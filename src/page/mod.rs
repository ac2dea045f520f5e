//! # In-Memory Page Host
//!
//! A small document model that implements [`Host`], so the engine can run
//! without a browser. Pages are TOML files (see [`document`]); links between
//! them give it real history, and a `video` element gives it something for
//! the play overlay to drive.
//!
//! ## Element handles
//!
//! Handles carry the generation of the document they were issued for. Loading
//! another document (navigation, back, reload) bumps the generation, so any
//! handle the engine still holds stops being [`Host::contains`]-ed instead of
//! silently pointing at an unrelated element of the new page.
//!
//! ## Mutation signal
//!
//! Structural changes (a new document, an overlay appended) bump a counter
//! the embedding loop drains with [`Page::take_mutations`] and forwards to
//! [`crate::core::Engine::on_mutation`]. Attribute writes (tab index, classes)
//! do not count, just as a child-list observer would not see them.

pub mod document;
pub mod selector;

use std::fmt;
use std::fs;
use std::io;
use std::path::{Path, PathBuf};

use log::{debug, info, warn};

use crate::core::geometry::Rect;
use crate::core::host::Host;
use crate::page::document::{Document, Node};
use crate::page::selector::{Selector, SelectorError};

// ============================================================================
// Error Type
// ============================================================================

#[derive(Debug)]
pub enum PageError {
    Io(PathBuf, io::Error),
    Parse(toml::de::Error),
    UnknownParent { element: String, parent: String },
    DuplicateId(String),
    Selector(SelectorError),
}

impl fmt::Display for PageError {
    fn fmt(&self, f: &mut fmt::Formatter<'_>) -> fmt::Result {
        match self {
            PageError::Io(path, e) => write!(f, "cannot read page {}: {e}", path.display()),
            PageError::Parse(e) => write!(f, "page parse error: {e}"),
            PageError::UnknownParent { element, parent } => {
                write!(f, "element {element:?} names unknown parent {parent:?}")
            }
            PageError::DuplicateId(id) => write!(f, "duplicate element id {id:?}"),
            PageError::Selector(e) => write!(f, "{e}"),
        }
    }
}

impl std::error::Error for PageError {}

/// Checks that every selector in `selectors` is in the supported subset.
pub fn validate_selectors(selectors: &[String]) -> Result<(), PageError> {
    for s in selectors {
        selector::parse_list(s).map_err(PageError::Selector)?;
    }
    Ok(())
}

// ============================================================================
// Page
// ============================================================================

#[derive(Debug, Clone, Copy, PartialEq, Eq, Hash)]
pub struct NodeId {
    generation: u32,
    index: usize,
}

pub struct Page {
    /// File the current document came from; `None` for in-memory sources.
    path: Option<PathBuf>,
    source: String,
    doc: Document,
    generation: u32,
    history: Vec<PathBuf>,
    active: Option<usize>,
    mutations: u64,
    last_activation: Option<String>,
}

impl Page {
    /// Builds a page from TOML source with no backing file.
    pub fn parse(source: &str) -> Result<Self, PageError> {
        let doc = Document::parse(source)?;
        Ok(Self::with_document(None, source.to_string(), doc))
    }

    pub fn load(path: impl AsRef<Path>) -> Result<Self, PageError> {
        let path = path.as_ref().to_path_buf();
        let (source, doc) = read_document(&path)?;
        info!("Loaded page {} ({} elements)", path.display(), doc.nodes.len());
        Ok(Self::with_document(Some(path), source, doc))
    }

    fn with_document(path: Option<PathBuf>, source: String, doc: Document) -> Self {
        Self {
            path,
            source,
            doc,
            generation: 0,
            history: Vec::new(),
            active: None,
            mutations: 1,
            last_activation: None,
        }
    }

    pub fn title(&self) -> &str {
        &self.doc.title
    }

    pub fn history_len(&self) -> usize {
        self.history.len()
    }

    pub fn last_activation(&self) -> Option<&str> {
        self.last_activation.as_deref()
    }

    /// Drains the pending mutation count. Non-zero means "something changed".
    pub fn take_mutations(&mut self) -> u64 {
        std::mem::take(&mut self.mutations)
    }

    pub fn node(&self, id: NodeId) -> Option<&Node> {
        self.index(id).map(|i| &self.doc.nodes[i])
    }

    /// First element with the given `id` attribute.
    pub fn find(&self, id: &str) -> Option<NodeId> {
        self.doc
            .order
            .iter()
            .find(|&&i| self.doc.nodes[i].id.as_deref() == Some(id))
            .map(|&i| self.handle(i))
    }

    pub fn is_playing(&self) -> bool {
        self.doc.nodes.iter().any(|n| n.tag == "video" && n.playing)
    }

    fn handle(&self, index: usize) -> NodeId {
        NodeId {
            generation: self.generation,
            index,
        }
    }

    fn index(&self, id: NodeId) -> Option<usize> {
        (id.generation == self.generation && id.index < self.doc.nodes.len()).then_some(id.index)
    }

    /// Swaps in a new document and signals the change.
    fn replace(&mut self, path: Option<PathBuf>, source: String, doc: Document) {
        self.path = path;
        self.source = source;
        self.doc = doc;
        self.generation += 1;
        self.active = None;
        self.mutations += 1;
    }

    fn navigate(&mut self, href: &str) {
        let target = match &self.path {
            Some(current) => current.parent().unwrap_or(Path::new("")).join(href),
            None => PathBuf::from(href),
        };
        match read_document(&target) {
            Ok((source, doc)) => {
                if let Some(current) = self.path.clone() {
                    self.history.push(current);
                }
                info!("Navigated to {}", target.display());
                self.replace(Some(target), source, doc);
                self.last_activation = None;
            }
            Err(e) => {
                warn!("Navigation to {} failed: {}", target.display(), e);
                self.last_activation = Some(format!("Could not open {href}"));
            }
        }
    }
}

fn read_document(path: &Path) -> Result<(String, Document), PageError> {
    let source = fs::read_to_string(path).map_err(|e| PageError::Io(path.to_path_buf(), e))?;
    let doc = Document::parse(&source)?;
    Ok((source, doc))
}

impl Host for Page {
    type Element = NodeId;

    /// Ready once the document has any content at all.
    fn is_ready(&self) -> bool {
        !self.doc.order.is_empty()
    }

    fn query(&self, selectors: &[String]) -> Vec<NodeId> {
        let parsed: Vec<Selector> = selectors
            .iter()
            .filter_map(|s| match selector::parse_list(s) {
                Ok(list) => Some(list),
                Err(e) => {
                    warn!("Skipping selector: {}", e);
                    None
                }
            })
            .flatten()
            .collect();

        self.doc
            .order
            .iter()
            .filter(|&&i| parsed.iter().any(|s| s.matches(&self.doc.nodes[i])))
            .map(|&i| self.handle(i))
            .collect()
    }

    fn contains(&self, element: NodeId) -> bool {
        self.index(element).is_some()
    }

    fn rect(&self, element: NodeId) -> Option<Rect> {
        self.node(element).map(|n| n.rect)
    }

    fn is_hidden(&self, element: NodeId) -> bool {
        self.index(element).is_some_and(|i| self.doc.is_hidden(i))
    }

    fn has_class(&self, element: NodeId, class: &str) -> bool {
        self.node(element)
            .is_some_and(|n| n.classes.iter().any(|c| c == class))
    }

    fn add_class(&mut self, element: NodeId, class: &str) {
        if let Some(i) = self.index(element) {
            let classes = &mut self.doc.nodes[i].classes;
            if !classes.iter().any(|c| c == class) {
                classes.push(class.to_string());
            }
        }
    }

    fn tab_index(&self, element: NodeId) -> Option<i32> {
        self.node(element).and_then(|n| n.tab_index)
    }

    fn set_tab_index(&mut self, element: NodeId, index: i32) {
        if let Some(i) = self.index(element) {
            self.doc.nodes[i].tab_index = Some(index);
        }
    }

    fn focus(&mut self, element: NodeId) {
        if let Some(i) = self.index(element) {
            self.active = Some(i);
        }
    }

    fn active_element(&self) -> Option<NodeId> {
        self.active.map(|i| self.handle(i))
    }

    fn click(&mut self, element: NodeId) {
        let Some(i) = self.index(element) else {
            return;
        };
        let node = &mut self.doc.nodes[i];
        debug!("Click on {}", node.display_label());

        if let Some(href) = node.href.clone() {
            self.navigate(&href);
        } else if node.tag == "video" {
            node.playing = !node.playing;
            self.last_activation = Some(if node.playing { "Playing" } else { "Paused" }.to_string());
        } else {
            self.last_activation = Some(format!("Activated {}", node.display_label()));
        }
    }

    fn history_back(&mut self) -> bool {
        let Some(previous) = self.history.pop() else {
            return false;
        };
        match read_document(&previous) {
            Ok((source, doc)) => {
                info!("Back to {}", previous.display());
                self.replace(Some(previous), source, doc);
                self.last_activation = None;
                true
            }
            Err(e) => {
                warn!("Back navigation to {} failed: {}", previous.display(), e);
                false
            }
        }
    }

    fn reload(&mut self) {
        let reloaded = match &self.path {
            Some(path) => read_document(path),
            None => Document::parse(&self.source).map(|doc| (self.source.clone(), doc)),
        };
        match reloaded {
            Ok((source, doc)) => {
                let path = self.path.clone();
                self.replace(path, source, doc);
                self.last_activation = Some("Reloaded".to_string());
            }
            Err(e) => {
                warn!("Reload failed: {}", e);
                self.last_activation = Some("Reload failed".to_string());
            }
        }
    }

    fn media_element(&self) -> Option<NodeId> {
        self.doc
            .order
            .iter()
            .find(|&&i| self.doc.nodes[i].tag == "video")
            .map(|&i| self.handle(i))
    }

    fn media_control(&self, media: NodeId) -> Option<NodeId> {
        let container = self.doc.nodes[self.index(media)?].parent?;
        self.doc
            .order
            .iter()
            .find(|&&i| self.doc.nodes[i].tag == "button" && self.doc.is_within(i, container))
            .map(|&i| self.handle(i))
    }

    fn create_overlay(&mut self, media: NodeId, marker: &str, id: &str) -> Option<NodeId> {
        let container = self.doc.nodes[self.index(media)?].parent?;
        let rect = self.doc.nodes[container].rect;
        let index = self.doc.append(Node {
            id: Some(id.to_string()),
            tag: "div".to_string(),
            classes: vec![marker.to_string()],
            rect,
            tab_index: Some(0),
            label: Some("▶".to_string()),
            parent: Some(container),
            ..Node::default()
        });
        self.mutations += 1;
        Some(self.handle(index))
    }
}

_ _ _ _ _

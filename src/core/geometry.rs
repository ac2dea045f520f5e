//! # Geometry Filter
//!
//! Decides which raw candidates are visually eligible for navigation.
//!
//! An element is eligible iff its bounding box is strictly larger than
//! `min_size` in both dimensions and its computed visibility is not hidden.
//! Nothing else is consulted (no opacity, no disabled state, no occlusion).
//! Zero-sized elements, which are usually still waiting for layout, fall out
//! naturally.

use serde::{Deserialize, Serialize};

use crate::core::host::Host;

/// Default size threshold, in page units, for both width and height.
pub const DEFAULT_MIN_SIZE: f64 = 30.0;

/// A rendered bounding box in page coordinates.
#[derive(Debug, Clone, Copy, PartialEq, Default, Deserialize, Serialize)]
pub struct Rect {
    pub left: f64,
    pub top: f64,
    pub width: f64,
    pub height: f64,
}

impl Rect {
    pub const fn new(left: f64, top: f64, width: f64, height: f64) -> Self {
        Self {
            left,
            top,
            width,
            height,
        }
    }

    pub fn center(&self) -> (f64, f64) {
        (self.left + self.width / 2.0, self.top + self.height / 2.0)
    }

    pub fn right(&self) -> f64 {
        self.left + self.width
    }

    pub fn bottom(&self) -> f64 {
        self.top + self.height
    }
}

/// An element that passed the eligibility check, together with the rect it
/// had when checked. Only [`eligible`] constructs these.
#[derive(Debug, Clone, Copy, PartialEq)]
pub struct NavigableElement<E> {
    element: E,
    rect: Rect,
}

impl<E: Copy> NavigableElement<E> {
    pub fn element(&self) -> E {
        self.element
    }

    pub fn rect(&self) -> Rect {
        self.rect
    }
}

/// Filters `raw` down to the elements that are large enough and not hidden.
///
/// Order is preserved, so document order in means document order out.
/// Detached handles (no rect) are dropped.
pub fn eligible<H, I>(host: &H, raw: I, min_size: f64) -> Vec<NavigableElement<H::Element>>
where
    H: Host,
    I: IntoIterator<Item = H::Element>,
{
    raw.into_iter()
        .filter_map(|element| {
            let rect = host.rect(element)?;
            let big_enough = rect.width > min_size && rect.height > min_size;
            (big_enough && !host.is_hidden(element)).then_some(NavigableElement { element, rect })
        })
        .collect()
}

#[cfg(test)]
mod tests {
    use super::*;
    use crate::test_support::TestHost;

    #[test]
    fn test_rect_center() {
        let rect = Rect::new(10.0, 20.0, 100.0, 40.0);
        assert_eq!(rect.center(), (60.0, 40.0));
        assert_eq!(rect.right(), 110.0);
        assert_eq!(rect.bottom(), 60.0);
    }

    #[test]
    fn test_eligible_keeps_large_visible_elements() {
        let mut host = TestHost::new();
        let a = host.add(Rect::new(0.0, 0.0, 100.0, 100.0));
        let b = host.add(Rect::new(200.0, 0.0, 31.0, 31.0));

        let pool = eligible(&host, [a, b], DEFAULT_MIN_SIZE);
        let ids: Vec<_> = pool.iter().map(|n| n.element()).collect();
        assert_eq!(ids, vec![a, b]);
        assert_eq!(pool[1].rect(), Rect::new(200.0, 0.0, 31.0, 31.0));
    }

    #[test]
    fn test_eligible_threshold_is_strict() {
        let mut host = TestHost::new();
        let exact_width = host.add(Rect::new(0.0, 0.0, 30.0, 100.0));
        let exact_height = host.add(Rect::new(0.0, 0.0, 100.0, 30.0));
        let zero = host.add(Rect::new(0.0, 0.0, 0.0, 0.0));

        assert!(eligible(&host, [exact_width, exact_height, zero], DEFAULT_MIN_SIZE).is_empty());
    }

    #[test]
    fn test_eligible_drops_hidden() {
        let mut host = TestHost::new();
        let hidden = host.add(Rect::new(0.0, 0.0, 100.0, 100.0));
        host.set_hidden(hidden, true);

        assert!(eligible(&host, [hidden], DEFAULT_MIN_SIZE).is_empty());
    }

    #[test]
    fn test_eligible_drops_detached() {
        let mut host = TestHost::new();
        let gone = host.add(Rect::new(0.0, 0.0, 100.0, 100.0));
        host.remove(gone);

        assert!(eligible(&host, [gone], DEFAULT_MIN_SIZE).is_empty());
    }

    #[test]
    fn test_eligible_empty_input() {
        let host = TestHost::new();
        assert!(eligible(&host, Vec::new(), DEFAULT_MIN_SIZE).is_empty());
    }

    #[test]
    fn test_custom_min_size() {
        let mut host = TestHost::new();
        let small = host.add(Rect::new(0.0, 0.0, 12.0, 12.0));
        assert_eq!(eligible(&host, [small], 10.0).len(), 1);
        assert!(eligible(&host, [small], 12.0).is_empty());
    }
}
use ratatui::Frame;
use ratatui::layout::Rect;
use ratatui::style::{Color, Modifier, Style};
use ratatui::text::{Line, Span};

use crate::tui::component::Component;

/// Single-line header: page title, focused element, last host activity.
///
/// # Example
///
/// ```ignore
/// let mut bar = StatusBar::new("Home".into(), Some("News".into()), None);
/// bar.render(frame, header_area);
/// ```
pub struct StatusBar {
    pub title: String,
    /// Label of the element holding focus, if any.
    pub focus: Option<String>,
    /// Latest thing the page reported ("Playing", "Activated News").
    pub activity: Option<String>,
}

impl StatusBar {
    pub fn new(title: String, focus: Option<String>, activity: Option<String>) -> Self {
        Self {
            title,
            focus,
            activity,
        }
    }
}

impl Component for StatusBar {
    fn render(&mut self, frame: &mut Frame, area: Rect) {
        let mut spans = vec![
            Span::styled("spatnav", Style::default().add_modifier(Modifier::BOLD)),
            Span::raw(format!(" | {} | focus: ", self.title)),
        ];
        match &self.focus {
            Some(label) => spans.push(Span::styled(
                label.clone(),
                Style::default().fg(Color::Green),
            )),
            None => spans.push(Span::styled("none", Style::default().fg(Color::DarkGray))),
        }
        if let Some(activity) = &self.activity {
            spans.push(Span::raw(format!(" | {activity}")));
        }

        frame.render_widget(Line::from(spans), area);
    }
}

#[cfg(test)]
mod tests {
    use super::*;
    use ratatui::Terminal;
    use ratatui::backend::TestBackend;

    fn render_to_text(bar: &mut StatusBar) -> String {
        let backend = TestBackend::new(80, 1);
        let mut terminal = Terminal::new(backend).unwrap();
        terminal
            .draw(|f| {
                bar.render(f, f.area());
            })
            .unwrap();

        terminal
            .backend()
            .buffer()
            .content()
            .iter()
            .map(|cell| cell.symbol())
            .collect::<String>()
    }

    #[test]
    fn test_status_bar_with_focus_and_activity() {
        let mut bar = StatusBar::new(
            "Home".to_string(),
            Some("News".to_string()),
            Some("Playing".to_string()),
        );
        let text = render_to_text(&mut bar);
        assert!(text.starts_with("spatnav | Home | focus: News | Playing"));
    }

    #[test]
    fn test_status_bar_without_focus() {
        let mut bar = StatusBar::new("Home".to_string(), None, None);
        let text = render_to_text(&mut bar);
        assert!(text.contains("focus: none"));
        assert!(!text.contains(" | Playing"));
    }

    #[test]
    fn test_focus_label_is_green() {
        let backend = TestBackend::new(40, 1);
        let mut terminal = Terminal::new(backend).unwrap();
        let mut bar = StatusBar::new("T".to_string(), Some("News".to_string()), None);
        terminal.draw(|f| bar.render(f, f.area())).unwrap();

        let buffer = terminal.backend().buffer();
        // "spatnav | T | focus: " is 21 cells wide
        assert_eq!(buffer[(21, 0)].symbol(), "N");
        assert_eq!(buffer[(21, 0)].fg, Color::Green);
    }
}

_ _ _ _ _

(Your task) Given the records above, restate word for word only the lines starting at the one with "for in-memory sources." and ending at the one with "let (source, doc)".

(Response to the exercise)
    /// File the current document came from; `None` for in-memory sources.
    path: Option<PathBuf>,
    source: String,
    doc: Document,
    generation: u32,
    history: Vec<PathBuf>,
    active: Option<usize>,
    mutations: u64,
    last_activation: Option<String>,
}

impl Page {
    /// Builds a page from TOML source with no backing file.
    pub fn parse(source: &str) -> Result<Self, PageError> {
        let doc = Document::parse(source)?;
        Ok(Self::with_document(None, source.to_string(), doc))
    }

    pub fn load(path: impl AsRef<Path>) -> Result<Self, PageError> {
        let path = path.as_ref().to_path_buf();
        let (source, doc) = read_document(&path)?;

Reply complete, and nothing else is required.